This Grade II-listed Georgian townhouse overlooking the foothills of Hastings Country Park on the East Sussex Coast was recently renovated in collaboration with a local designer with expertise brought in by a specialist builder who works for the National Trust.
The quiet street running up a small hill from the popular Crown Pub on All Saints st is minutes away from the fishing huts at Rock A Nore, Hastings Contemporary and the heart of Old Town with its antique and gift shops and abundance of restaurants. The perfect bolt hole for someone escaping a busy city without losing some of the fringe benefits.
Lucy Ryder Richardson consulted on staging Tackleway 1 and 2, both owned by an actress working with a budget that allowed the owner and builder to spruce up some pieces already in situ to save money on a full staging.
Lucy and Tanya of MSPS then went about staging the house with pieces Lucy had bought locally and from Modern Shows' archive giving the house a rustic, painterly bolt-hole feel.
The owner also bought pieces suggested by Lucy to enhance the space including the Chinese scribes desk in the study, set of table and chairs in the living room and chests used as a low coffee table.
All other furniture was already installed. The focus was on warming up the space and make it more inviting with soft throws, rugs and a throw used as a tablecloth as well as dried flowers and a muted palette.
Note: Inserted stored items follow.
use std::sync::{Mutex, PoisonError};

use chrono::{DateTime, Duration, NaiveDate, Utc};

/// Clock abstracts access to the current timestamp so services remain deterministic in tests.
pub trait Clock: Send + Sync {
    /// Returns the current UTC timestamp.
    fn now(&self) -> DateTime<Utc>;

    /// Returns the current UTC date. Defaults to `now().date_naive()`.
    fn today(&self) -> NaiveDate {
        self.now().date_naive()
    }
}

/// Real-time clock backed by the system UTC time source.
#[derive(Debug, Default, Clone, Copy)]
pub struct SystemClock;

impl Clock for SystemClock {
    fn now(&self) -> DateTime<Utc> {
        Utc::now()
    }
}

/// Clock that advances by a fixed step on every `now()` call.
///
/// Each timestamp it hands out is strictly later than the previous one, which keeps
/// `createdAt` tie-breaks reproducible.
#[derive(Debug)]
pub struct SteppingClock {
    next: Mutex<DateTime<Utc>>,
    step: Duration,
}

impl SteppingClock {
    pub fn new(start: DateTime<Utc>) -> Self {
        Self::with_step(start, Duration::seconds(1))
    }

    pub fn with_step(start: DateTime<Utc>, step: Duration) -> Self {
        Self {
            next: Mutex::new(start),
            step,
        }
    }

    /// Timestamp the next `now()` call will return.
    pub fn peek(&self) -> DateTime<Utc> {
        *self.next.lock().unwrap_or_else(PoisonError::into_inner)
    }
}

impl Clock for SteppingClock {
    fn now(&self) -> DateTime<Utc> {
        let mut next = self.next.lock().unwrap_or_else(PoisonError::into_inner);
        let current = *next;
        *next = current + self.step;
        current
    }

    fn today(&self) -> NaiveDate {
        self.peek().date_naive()
    }
}

#[cfg(test)]
mod tests {
    use super::*;
    use chrono::TimeZone;

    #[test]
    fn stepping_clock_is_strictly_increasing() {
        let start = Utc.with_ymd_and_hms(2024, 1, 1, 23, 59, 59).unwrap();
        let clock = SteppingClock::new(start);

        assert_eq!(clock.today(), NaiveDate::from_ymd_opt(2024, 1, 1).unwrap());
        let first = clock.now();
        let second = clock.now();
        assert_eq!(first, start);
        assert!(second > first);
        assert_eq!(clock.today(), NaiveDate::from_ymd_opt(2024, 1, 2).unwrap());
    }

    #[test]
    fn system_clock_today_matches_now() {
        let clock = SystemClock;
        let today = clock.today();
        let now = clock.now().date_naive();
        assert!(now >= today);
    }
}
pub mod balance_service;
pub mod people_service;
pub mod transaction_service;

pub use balance_service::{BalanceService, BalanceStatus, PersonSummary};
pub use people_service::{ActiveSelector, PeopleService};
pub use transaction_service::{TransactionDraft, TransactionPatch, TransactionService};

use tracing::error;

use crate::{
    core::clock::Clock,
    domain::AccountId,
    errors::LedgerError,
    storage::{DocumentStore, StoreError},
    sync::SyncLayer,
};

/// Maximum number of people per account unless configured otherwise.
pub const DEFAULT_MAX_PEOPLE: usize = 50;

/// Everything a service call needs: the signed-in account, the store it writes to and the
/// synchronized caches it validates against.
pub struct ServiceContext<'a> {
    pub account: &'a AccountId,
    pub store: &'a dyn DocumentStore,
    pub sync: &'a SyncLayer,
    pub clock: &'a dyn Clock,
    pub selector: &'a ActiveSelector,
    pub max_people: usize,
}

/// Converts a failed store write into `StorageUnavailable`, logging it on the way.
fn write_failed(operation: &'static str) -> impl FnOnce(StoreError) -> LedgerError {
    move |err| {
        error!(operation, error = %err, "store write failed");
        LedgerError::from(err)
    }
}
The study to the right as you enter the house was being used as a single bedroom. Lucy wanted to open up this space so you would feel less constricted as you walked in and so you could see the detailing in the room.
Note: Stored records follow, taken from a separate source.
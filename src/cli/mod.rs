//! Line-oriented shell over a [`LedgerSession`](crate::core::LedgerSession).

pub mod commands;
pub mod core;
pub mod help;
pub mod io;
pub mod output;
pub mod registry;
mod shell;

pub use self::core::{CliError, CliMode, CommandError, ShellContext};
pub use shell::run_cli;
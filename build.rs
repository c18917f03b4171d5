use std::env;
use std::process::Command;

fn main() {
    println!("cargo:rerun-if-changed=build.rs");
    println!("cargo:rerun-if-changed=.git/HEAD");
    println!("cargo:rerun-if-changed=.git/refs");

    let git_hash = git_output(&["rev-parse", "--short", "HEAD"])
        .filter(|s| !s.is_empty())
        .unwrap_or_else(|| "unknown".to_string());
    println!("cargo:rustc-env=PEOPLE_LEDGER_BUILD_HASH={git_hash}");

    let git_status = git_output(&["status", "--porcelain"])
        .map(|s| if s.is_empty() { "clean" } else { "dirty" })
        .unwrap_or("unknown");
    println!("cargo:rustc-env=PEOPLE_LEDGER_BUILD_STATUS={git_status}");

    let timestamp = chrono::Utc::now().to_rfc3339_opts(chrono::SecondsFormat::Secs, true);
    println!("cargo:rustc-env=PEOPLE_LEDGER_BUILD_TIMESTAMP={timestamp}");

    let target = env::var("TARGET").unwrap_or_else(|_| "unknown-target".to_string());
    println!("cargo:rustc-env=PEOPLE_LEDGER_BUILD_TARGET={target}");

    let profile = env::var("PROFILE").unwrap_or_else(|_| "unknown-profile".to_string());
    println!("cargo:rustc-env=PEOPLE_LEDGER_BUILD_PROFILE={profile}");

    let rustc = Command::new("rustc")
        .arg("--version")
        .output()
        .ok()
        .filter(|output| output.status.success())
        .and_then(|output| String::from_utf8(output.stdout).ok())
        .map(|s| s.trim().to_string())
        .unwrap_or_else(|| "unknown".to_string());
    println!("cargo:rustc-env=PEOPLE_LEDGER_BUILD_RUSTC={rustc}");
}

fn git_output(args: &[&str]) -> Option<String> {
    Command::new("git")
        .args(args)
        .output()
        .ok()
        .filter(|output| output.status.success())
        .and_then(|output| String::from_utf8(output.stdout).ok())
        .map(|s| s.trim().to_string())
}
She put a Japanese print above the fireplace and adorned the hearth with twisted candlesticks and candles to reflect the colour of the print above suggesting the warm fire that would have been lighting up the room in earlier days.
She placed the writing desk to the left to open up the room and so you could see it as you walked past the house pairing it with an early Hans Wegner CH23 with original cracked leather seat and beautifully bowed back suggesting a writer could find solace here lit by the Dell lamp at night with leather books to the right and an artists diary and letters for inspiration.
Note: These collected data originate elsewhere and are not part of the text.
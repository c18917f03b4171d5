//! Callback registries with deterministic unsubscribe.

use std::fmt;
use std::sync::{Arc, Mutex, PoisonError};

type Callback<A> = Arc<dyn Fn(&A) + Send + Sync>;

/// Handle for a registered callback. Dropping the handle unsubscribes.
#[must_use = "dropping a Subscription unsubscribes immediately"]
pub struct Subscription {
    cancel: Option<Box<dyn FnOnce() + Send>>,
}

impl Subscription {
    pub fn new(cancel: impl FnOnce() + Send + 'static) -> Self {
        Self {
            cancel: Some(Box::new(cancel)),
        }
    }

    /// Explicitly tears the subscription down. Equivalent to dropping it.
    pub fn unsubscribe(mut self) {
        self.cancel_now();
    }

    fn cancel_now(&mut self) {
        if let Some(cancel) = self.cancel.take() {
            cancel();
        }
    }
}

impl Drop for Subscription {
    fn drop(&mut self) {
        self.cancel_now();
    }
}

impl fmt::Debug for Subscription {
    fn fmt(&self, f: &mut fmt::Formatter<'_>) -> fmt::Result {
        f.debug_struct("Subscription")
            .field("active", &self.cancel.is_some())
            .finish()
    }
}

struct Registry<A: ?Sized> {
    next_id: u64,
    entries: Vec<(u64, Callback<A>)>,
}

/// Ordered set of listeners notified synchronously in registration order.
///
/// The internal lock is released before any callback runs, so listeners may register,
/// unsubscribe or trigger further notifications from inside a callback.
pub struct ListenerSet<A: ?Sized> {
    inner: Arc<Mutex<Registry<A>>>,
}

impl<A: ?Sized> Clone for ListenerSet<A> {
    fn clone(&self) -> Self {
        Self {
            inner: Arc::clone(&self.inner),
        }
    }
}

impl<A: ?Sized + 'static> Default for ListenerSet<A> {
    fn default() -> Self {
        Self::new()
    }
}

impl<A: ?Sized + 'static> ListenerSet<A> {
    pub fn new() -> Self {
        Self {
            inner: Arc::new(Mutex::new(Registry {
                next_id: 0,
                entries: Vec::new(),
            })),
        }
    }

    pub fn add<F>(&self, listener: F) -> Subscription
    where
        F: Fn(&A) + Send + Sync + 'static,
    {
        let id = {
            let mut registry = self.inner.lock().unwrap_or_else(PoisonError::into_inner);
            let id = registry.next_id;
            registry.next_id += 1;
            registry.entries.push((id, Arc::new(listener)));
            id
        };
        let weak = Arc::downgrade(&self.inner);
        Subscription::new(move || {
            if let Some(inner) = weak.upgrade() {
                inner
                    .lock()
                    .unwrap_or_else(PoisonError::into_inner)
                    .entries
                    .retain(|(entry_id, _)| *entry_id != id);
            }
        })
    }

    pub fn notify(&self, value: &A) {
        for callback in self.callbacks() {
            callback(value);
        }
    }

    pub fn len(&self) -> usize {
        self.inner
            .lock()
            .unwrap_or_else(PoisonError::into_inner)
            .entries
            .len()
    }

    pub fn is_empty(&self) -> bool {
        self.len() == 0
    }

    fn callbacks(&self) -> Vec<Callback<A>> {
        self.inner
            .lock()
            .unwrap_or_else(PoisonError::into_inner)
            .entries
            .iter()
            .map(|(_, callback)| Arc::clone(callback))
            .collect()
    }
}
To the right and behind the door as you step in there Lucy and Tanya added plans and an architects compass to a metal desk and industrial chair already installed suggesting a co-working space for a creative couple.
Due to the house’s elevated position, the large bay window in the sitting room has a spectacular vista of the Hasting’s rooftops, the sky and the sea. Lucy placed a simple Georgian amber bottle vase on the table to keep the view unobstructed.
A steel wood-burner is set on brown gloss tiles so some dried flowers were brought in to soften up that area and a rug with items dotted around to give it a lived-in feel.
The whole house had been cut back to the bare flooring boards so a jute rug was brought in to the sitting room echoing the wood piled up beside the fireplace.
A simple Wabi sabi pot and textured plant on a Victorian wash stand brought the eye through into the sitting room from the stairs.
The MSPS team then set about making the kitchen and dining room on the lower-ground floor look like somewhere you could escape to to wind down, bake, or group around the dining table and chat.
As per Lucy's request the builder had added shelves in the kitchen for her to decorate with enough room left for a redundant trunk found in the house.
Mixing pale ceramics, wood and terracotta Lucy placed a French stick basket on the wall to pull the viewer into the kitchen as well as soften up the space.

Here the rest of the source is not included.